(Recorded data)

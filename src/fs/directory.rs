use zerocopy::{
    FromBytes, FromZeros, Immutable, IntoBytes, KnownLayout, Unaligned, little_endian::I32,
};

use crate::{
    disk::{Disk, SectorAddr},
    fs::{
        error::{Error, Result},
        open_file::OpenFile,
    },
};

/// How long a file name can be.
pub const FILE_NAME_MAX_LEN: usize = 9;

/// How many entries a directory holds. Directories do not grow.
pub const NUM_DIR_ENTRIES: usize = 64;

/// Size of a directory's contents.
pub const DIRECTORY_FILE_SIZE: usize = size_of::<DirEntry>() * NUM_DIR_ENTRIES;

/// One slot of a directory table.
#[repr(C)]
#[derive(Clone, Copy)]
#[derive(FromBytes, IntoBytes, Immutable, Unaligned, KnownLayout)]
pub struct DirEntry {
    in_use: u8,
    is_directory: u8,
    sector: I32,
    name: [u8; FILE_NAME_MAX_LEN + 1],
}

impl DirEntry {
    pub fn is_in_use(&self) -> bool {
        self.in_use != 0
    }

    pub fn is_directory(&self) -> bool {
        self.is_directory != 0
    }

    /// Returns the sector holding the entry's file header.
    pub fn sector(&self) -> SectorAddr {
        self.sector.get() as SectorAddr
    }

    /// Returns the stored name, up to the first NUL.
    pub fn name(&self) -> &str {
        let end = self
            .name
            .iter()
            .position(|&b| b == 0)
            .unwrap_or(self.name.len());
        str::from_utf8(&self.name[..end]).expect("entry names are validated ASCII")
    }

    fn name_matches(&self, name: &str) -> bool {
        self.name().as_bytes() == name.as_bytes()
    }
}

/// A directory: a fixed table of entries persisted as a regular file.
/// Paths are slash-separated; the tree is implemented by entries flagged as
/// directories pointing at further directory files.
#[repr(C)]
#[derive(FromBytes, IntoBytes, Immutable, Unaligned, KnownLayout)]
pub struct Directory {
    table: [DirEntry; NUM_DIR_ENTRIES],
}

impl Directory {
    /// Constructs an empty directory.
    pub fn new() -> Self {
        Self::new_zeroed()
    }

    /// Reads the table out of its backing file.
    pub fn fetch_from(disk: &impl Disk, file: &OpenFile) -> Result<Self> {
        let mut bytes = [0u8; DIRECTORY_FILE_SIZE];
        file.read_at(disk, &mut bytes, 0)?;
        let directory =
            Directory::read_from_bytes(&bytes).expect("a directory table is a fixed-size record");
        Ok(directory)
    }

    /// Writes the table through to its backing file.
    pub fn write_back(&self, disk: &mut impl Disk, file: &OpenFile) -> Result<()> {
        file.write_at(disk, self.as_bytes(), 0)?;
        Ok(())
    }

    /// Looks a name up, returning the sector of its file header.
    pub fn find(&self, name: &str) -> Option<SectorAddr> {
        self.entries()
            .find(|e| e.name_matches(name))
            .map(|e| e.sector())
    }

    /// Checks whether `name` names a sub-directory.
    pub fn is_directory(&self, name: &str) -> bool {
        self.entries()
            .find(|e| e.name_matches(name))
            .is_some_and(|e| e.is_directory())
    }

    /// Stores (name, sector, is_directory) in a free slot.
    pub fn add(&mut self, name: &str, sector: SectorAddr, is_directory: bool) -> Result<()> {
        validate_name(name)?;

        if self.find(name).is_some() {
            return Err(Error::AlreadyExists);
        }

        let slot = self
            .table
            .iter_mut()
            .find(|e| !e.is_in_use())
            .ok_or(Error::DirectoryFull)?;

        *slot = DirEntry::new_zeroed();
        slot.in_use = 1;
        slot.is_directory = is_directory as u8;
        slot.sector = I32::new(sector as i32);
        slot.name[..name.len()].copy_from_slice(name.as_bytes());

        Ok(())
    }

    /// Clears the slot holding `name`. The table is not compacted.
    pub fn remove(&mut self, name: &str) -> Result<()> {
        let slot = self
            .table
            .iter_mut()
            .find(|e| e.is_in_use() && e.name_matches(name))
            .ok_or(Error::NotFound)?;
        slot.in_use = 0;
        Ok(())
    }

    /// Iterates the in-use entries in table order.
    pub fn entries(&self) -> impl Iterator<Item = &DirEntry> {
        self.table.iter().filter(|e| e.is_in_use())
    }
}

impl Default for Directory {
    fn default() -> Self {
        Self::new()
    }
}

fn validate_name(name: &str) -> Result<()> {
    if name.is_empty() || name.len() > FILE_NAME_MAX_LEN {
        return Err(Error::InvalidName);
    }

    if !name.is_ascii() || name.contains(['/', '\0']) {
        return Err(Error::InvalidName);
    }

    Ok(())
}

(End Recorded data)

Exercise brief »
Go through the entries and report every line with the string "fixed".

Answer box »
/// A directory: a fixed table of entries persisted as a regular file.
            Directory::read_from_bytes(&bytes).expect("a directory table is a fixed-size record");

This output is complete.